まず、モデル就業規則の第16条とその付属解説をご紹介します。
☆モデル就業規則「第16条(個人情報保護)」と「付属解説」
(個人情報保護)
第16条 労働者は、会社及び取引先等に関する情報の管理に十分注意を払うとともに、自らの業務に関係のない情報を不当に取得してはならない。
2 労働者は、職場又は職種を異動あるいは退職するに際して、自らが管理していた会社及び取引先等に関するデータ・情報書類等を速やかに返却しなければならない。
【第16条 個人情報保護】
個人情報の保護に関する法律(平成15年法律第57号)の全面施行により、使用者に個人情報の適正な管理に関する対策が義務付けられています。
☆「モデル条文及び付属解説」以外に注意する点
・個人情報とは、個人情報の保護に関する法律で「生存する個人に関する情報であって、氏名、生年月日、その他の記述等により特定の個人を識別することができるもの」と規定されております。
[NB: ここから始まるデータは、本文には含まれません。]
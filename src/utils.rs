//! Shared helpers: atomic file writes and a handful of constants.
//!
//! Every on-disk artifact in this crate (cache blobs, `driver_index.json`,
//! `status.json`, ...) goes through [`write_atomic`], the same
//! temp-file-then-rename shape the teacher uses in
//! `content_saver::compression::save_compressed_file`.

use std::path::Path;

use tempfile::NamedTempFile;

/// Default freshness window for a cached combination.
pub const DEFAULT_MAX_AGE: std::time::Duration = std::time::Duration::from_secs(24 * 60 * 60);

/// Default inter-fetch rate-limit pause.
pub const DEFAULT_RATE_LIMIT_MIN_MS: u64 = 50;
pub const DEFAULT_RATE_LIMIT_MAX_MS: u64 = 200;

/// Default per-request timeout (normal pass).
pub const DEFAULT_REQUEST_TIMEOUT_SECS: u64 = 90;
/// Per-request timeout used during the retry pass.
pub const RETRY_REQUEST_TIMEOUT_SECS: u64 = 120;

/// Default periodic-indexing cadence, minutes.
pub const DEFAULT_INDEXING_MINUTES: u64 = 30;

/// Top-combinations truncation limit.
pub const TOP_COMBINATIONS_LIMIT: usize = 1000;

/// Write `bytes` to `path` atomically: write to a sibling temp file in the
/// same directory, then rename over the target. Falls back to a direct
/// overwrite if the rename fails (e.g. the target is held open on some
/// platforms), matching spec.md's documented fallback policy.
pub fn write_atomic(path: &Path, bytes: &[u8]) -> std::io::Result<()> {
    let parent = path.parent().unwrap_or_else(|| Path::new("."));
    std::fs::create_dir_all(parent)?;

    let mut temp = NamedTempFile::new_in(parent)?;
    use std::io::Write;
    temp.write_all(bytes)?;
    temp.flush()?;

    match temp.persist(path) {
        Ok(_) => Ok(()),
        Err(persist_err) => {
            log::warn!(
                "atomic rename failed for {}: {persist_err}; falling back to direct write",
                path.display()
            );
            let file = persist_err.file;
            std::fs::write(path, bytes)?;
            // best-effort cleanup of the leftover temp file
            drop(file);
            Ok(())
        }
    }
}

/// Serialize `value` to pretty JSON and write it atomically.
pub fn write_json_atomic<T: serde::Serialize>(path: &Path, value: &T) -> anyhow::Result<()> {
    let json = serde_json::to_vec_pretty(value)?;
    write_atomic(path, &json)?;
    Ok(())
}
//! S5 — upstream returns empty for one combination: the previous `main/`
//! record is left untouched until promote, at which point the reference
//! policy (promote replaces) takes over and the empty record overwrites it.
//! A subsequent index rebuild must not carry forward stale occurrences.

mod common;

use lapcache_harvester::activity::Origin;
use lapcache_harvester::cache::{CombinationRecord, Store};
use lapcache_harvester::cancellation::CancelHandle;
use lapcache_harvester::catalog::CombinationKey;
use lapcache_harvester::harvester::Harvester;
use lapcache_harvester::index::IndexBuilder;
use lapcache_harvester::status::StatusStore;
use lapcache_harvester::tracker::FetchTracker;
use lapcache_harvester::UpstreamClient;

#[tokio::test]
async fn empty_fetch_replaces_stale_data_on_promote() {
    let dir = tempfile::tempdir().unwrap();
    let catalog = common::one_combo_catalog();
    let key = CombinationKey::new("1693", "8600");

    let store = Store::new(dir.path().join("main"), dir.path().join("temp"));
    let stale = CombinationRecord::new(
        "1693",
        "8600",
        "Nordschleife",
        vec![common::driver_entry("Stale Driver").as_object().unwrap().clone()],
    );
    store.write(&key, &stale).await.unwrap();

    let mut server = mockito::Server::new_async().await;
    let (_page, _listing) = common::mount_combo(&mut server, "1693", "8600", vec![]).await;

    let upstream = UpstreamClient::new(server.url()).unwrap();
    let tracker = FetchTracker::new(dir.path().join("fetch_timestamps.json"));
    let harvester = Harvester::new(
        catalog.clone(),
        store.clone(),
        upstream,
        tracker,
        dir.path().join("track_activity.json"),
    );

    let cancel = CancelHandle::new();
    let outcome = harvester.fetch_all(&cancel, Origin::Nightly, |_| {}).await;

    // The working set used for the index never contains the stale occurrence:
    // an empty-entries fetch removes the pre-seeded stale record from `working`
    // instead of leaving it untouched.
    assert!(outcome.working_set.iter().all(|(k, _)| k != &key));

    // Promote replaces main/ with the empty record.
    let after = store.read(&key).await.unwrap();
    assert!(after.entries.is_empty());

    let status = StatusStore::new(dir.path().join("status.json"));
    let builder = IndexBuilder::new(dir.path(), status);
    let index_outcome = builder
        .build(&outcome.working_set, |id| catalog.class_name(id).unwrap_or_default().to_string())
        .unwrap();
    assert_eq!(index_outcome.driver_count, 0);

    let index_bytes = std::fs::read(builder.driver_index_path()).unwrap();
    let index: serde_json::Value = serde_json::from_slice(&index_bytes).unwrap();
    assert!(index.get("stale driver").is_none());
}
個人情報とは何か、従業員の方がわかりやすいように就業規則上に明記しておくべきです。
・その上で、企業は就業規則において従業員に対し、個人情報の適切な収集や利用、保存、破棄の徹底はもちろん、許可なく個人情報を利用することの禁止、また、個人情報が記録された文書や媒体の持ち出しの禁止などについても規定しておくべきでしょう。
・個人情報の漏洩については、在職中のみならず、退職後も漏洩を禁ずる規定を設ける例もあります。
・なお、企業の保有する個人情報以外に、企業情報の漏洩を禁止する必要がありますが、これは秘密保持として別に条項を立てた方がわかりやすいと思います。
・次回は、その秘密保持についてご紹介します。
まとめ
個人情報の適切な取り扱いは、顧客や従業員の信頼を守り、法令遵守を徹底するために非常に重要なものです。不正な利用や漏洩は、法的責任や信用の失墜につながるため、厳格な管理体制が求められます。
企業は、個人情報の収集、利用、保存、破棄に至るまで、明確なルールを策定し従業員に周知徹底することが不可欠です。
これにより、企業は法的リスクを回避し、健全な業務運営を維持することができます。